TASK DIRECTIONS:
Among the entries below, find the line with "fn resolve_source(root: &Path, file: &str)", then quote it and each following line up to and including the line with "let name = child.text.as_deref().map(|name|", and nothing else.

Collection entries:
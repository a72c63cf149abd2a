//! Coverage delta and gap analysis.
//!
//! Compares a Baseline run (existing suite) against a Candidate run (existing
//! suite plus the new tests), reports per-module change, and turns the
//! Candidate run's zero-hit lines into prioritized [`CoverageGap`]s annotated
//! with the function that encloses them.

pub mod parsers;
pub mod runner;

pub use parsers::{detect_format, parse_report, parse_report_bytes, ReportFormat};
pub use runner::{
    run_coverage_pair, runner_for_workspace, CoverageRequest, CoverageRunner, JestCoverageRunner,
    PytestCoverageRunner, ReportFileSource,
};

use std::cmp::Ordering;
use std::collections::{BTreeMap, BTreeSet};
use std::path::{Path, PathBuf};

use tracing::{debug, info};

use crate::core::config::EngineConfig;
use crate::core::model::{CoverageDelta, CoverageGap, CoverageRun, Language, ModuleCoverage};
use crate::lang::common::{NodeKind, SyntaxNode};
use crate::lang::registry::parse_source;

/// Gaps longer than this are reported as large blocks.
const LARGE_GAP_LINES: u32 = 10;

/// Result of comparing two coverage runs.
#[derive(Debug, Clone, PartialEq)]
pub struct GapAnalysis {
    pub delta: CoverageDelta,
    pub module_coverage: Vec<ModuleCoverage>,
    /// Top gaps after prioritization
    pub gaps: Vec<CoverageGap>,
    /// Number of gaps before truncation
    pub total_gap_count: usize,
}

#[derive(Debug, Clone)]
pub struct GapAnalyzer {
    include_gaps: bool,
    top_gap_count: usize,
    source_root: Option<PathBuf>,
}

/// A named function in a parsed source file.
#[derive(Debug, Clone)]
struct FunctionSpan {
    name: String,
    start: u32,
    end: u32,
    body_start: u32,
}

impl FunctionSpan {
    fn contains(&self, start: u32, end: u32) -> bool {
        self.start <= start && end <= self.end
    }

    fn len(&self) -> u32 {
        self.end - self.start
    }
}

impl GapAnalyzer {
    pub fn new(config: &EngineConfig, source_root: Option<PathBuf>) -> Self {
        Self {
            include_gaps: config.include_gaps,
            top_gap_count: config.top_gap_count,
            source_root,
        }
    }

    pub fn analyze(&self, baseline: &CoverageRun, candidate: &CoverageRun) -> GapAnalysis {
        let delta = CoverageDelta {
            before: baseline.line_coverage_percent(),
            after: candidate.line_coverage_percent(),
        };
        info!(
            "Coverage {:.1}% -> {:.1}% ({:+.1} points)",
            delta.before,
            delta.after,
            delta.gain()
        );

        let module_coverage = module_coverage(baseline, candidate);

        if !self.include_gaps {
            return GapAnalysis {
                delta,
                module_coverage,
                gaps: Vec::new(),
                total_gap_count: 0,
            };
        }

        let mut gaps: Vec<CoverageGap> = candidate
            .per_file_line_hits
            .iter()
            .flat_map(|(file, hits)| self.gaps_for_file(file, hits))
            .collect();
        gaps.sort_by(compare_gaps);

        let total_gap_count = gaps.len();
        gaps.truncate(self.top_gap_count);
        debug!("Keeping {} of {} coverage gaps", gaps.len(), total_gap_count);

        GapAnalysis {
            delta,
            module_coverage,
            gaps,
            total_gap_count,
        }
    }

    fn gaps_for_file(&self, file: &str, hits: &BTreeMap<u32, u64>) -> Vec<CoverageGap> {
        let uncovered: Vec<u32> = hits.iter().filter(|(_, &count)| count == 0).map(|(&line, _)| line).collect();
        if uncovered.is_empty() {
            return Vec::new();
        }

        let functions = self.functions_in(file);
        let executable: BTreeSet<u32> = hits.keys().copied().collect();

        merge_uncovered_lines(&uncovered)
            .into_iter()
            .map(|(start, end)| {
                let function = functions
                    .iter()
                    .filter(|f| f.contains(start, end))
                    .min_by_key(|f| f.len());
                let fully_uncovered = function.is_some_and(|f| {
                    let mut body = executable.range(f.body_start..=f.end).peekable();
                    body.peek().is_some() && body.all(|&line| start <= line && line <= end)
                });
                let size = end - start + 1;
                let reason = if fully_uncovered {
                    "Entire function uncovered"
                } else if size > LARGE_GAP_LINES {
                    "Large uncovered block"
                } else {
                    "Uncovered lines"
                };
                CoverageGap {
                    file: file.to_string(),
                    line_start: start,
                    line_end: end,
                    enclosing_symbol: function.map(|f| f.name.clone()),
                    is_function_fully_uncovered: fully_uncovered,
                    reason: reason.to_string(),
                }
            })
            .collect()
    }

    /// Named functions of a source file; empty when it cannot be read or parsed.
    fn functions_in(&self, file: &str) -> Vec<FunctionSpan> {
        let Some(root) = &self.source_root else {
            return Vec::new();
        };
        let path = resolve_source(root, file);
        let Some(language) = Language::from_path(&path) else {
            return Vec::new();
        };
        let source = match std::fs::read_to_string(&path) {
            Ok(source) => source,
            Err(e) => {
                debug!("Source {} unavailable for gap symbols: {}", path.display(), e);
                return Vec::new();
            }
        };
        match parse_source(language, &source) {
            Ok(tree) => {
                let mut functions = Vec::new();
                collect_functions(&tree, None, &mut functions);
                functions
            }
            Err(e) => {
                debug!("Could not parse {} for gap symbols: {}", path.display(), e);
                Vec::new()
            }
        }
    }
}

fn resolve_source(root: &Path, file: &str) -> PathBuf {
    let path = Path::new(file);
    if path.is_absolute() {
        path.to_path_buf()
    } else {
        root.join(path)
    }
}

fn collect_functions(node: &SyntaxNode, class: Option<&str>, out: &mut Vec<FunctionSpan>) {
    for child in &node.children {
        match child.kind {
            NodeKind::Class => {
                let name = child.text.as_deref().map(|name| match class {
                    Some(outer) => format!("{outer}.{name}"),
                    None => name.to_string(),
                });
                collect_functions(child, name.as_deref().or(class), out);
            }
            NodeKind::Function => {
                if let Some(name) = &child.text {
                    let qualified = match class {
                        Some(class) => format!("{class}.{name}"),
                        None => name.clone(),
                    };
                    out.push(FunctionSpan {
                        name: qualified,
                        start: child.start_line as u32,
                        end: child.end_line as u32,
                        body_start: body_start(child) as u32,
                    });
                }
                collect_functions(child, class, out);
            }
            _ => collect_functions(child, class, out),
        }
    }
}

/// First line of a function's body.
///
/// Brace blocks open on the header line, so the body proper starts one line
/// later unless the whole block sits on that line.
fn body_start(function: &SyntaxNode) -> usize {
    match function.body() {
        Some(block) if block.raw_kind == "statement_block" && block.start_line < block.end_line => {
            block.start_line + 1
        }
        Some(block) => block.start_line,
        None => function.start_line,
    }
}

/// Merge sorted line numbers into inclusive ranges of strictly adjacent lines.
///
/// Unsorted or duplicated input is normalized first.
pub fn merge_uncovered_lines(lines: &[u32]) -> Vec<(u32, u32)> {
    let mut sorted = lines.to_vec();
    sorted.sort_unstable();
    sorted.dedup();

    let mut ranges: Vec<(u32, u32)> = Vec::new();
    for line in sorted {
        match ranges.last_mut() {
            Some((_, end)) if line == *end + 1 => *end = line,
            _ => ranges.push((line, line)),
        }
    }
    ranges
}

fn module_coverage(baseline: &CoverageRun, candidate: &CoverageRun) -> Vec<ModuleCoverage> {
    let files: BTreeSet<&String> = baseline
        .per_file_line_hits
        .keys()
        .chain(candidate.per_file_line_hits.keys())
        .collect();

    let mut modules: Vec<ModuleCoverage> = files
        .into_iter()
        .map(|file| {
            let before = baseline.file_coverage_percent(file).unwrap_or(0.0);
            let after = candidate.file_coverage_percent(file).unwrap_or(0.0);
            ModuleCoverage {
                file: file.clone(),
                before,
                after,
                change: after - before,
            }
        })
        .collect();

    modules.sort_by(|a, b| b.change.total_cmp(&a.change).then_with(|| a.file.cmp(&b.file)));
    modules
}

fn compare_gaps(a: &CoverageGap, b: &CoverageGap) -> Ordering {
    b.is_function_fully_uncovered
        .cmp(&a.is_function_fully_uncovered)
        .then_with(|| b.size().cmp(&a.size()))
        .then_with(|| a.file.cmp(&b.file))
        .then_with(|| a.line_start.cmp(&b.line_start))
}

OUTPUT BELOW:
fn resolve_source(root: &Path, file: &str) -> PathBuf {
    let path = Path::new(file);
    if path.is_absolute() {
        path.to_path_buf()
    } else {
        root.join(path)
    }
}

fn collect_functions(node: &SyntaxNode, class: Option<&str>, out: &mut Vec<FunctionSpan>) {
    for child in &node.children {
        match child.kind {
            NodeKind::Class => {
                let name = child.text.as_deref().map(|name| match class {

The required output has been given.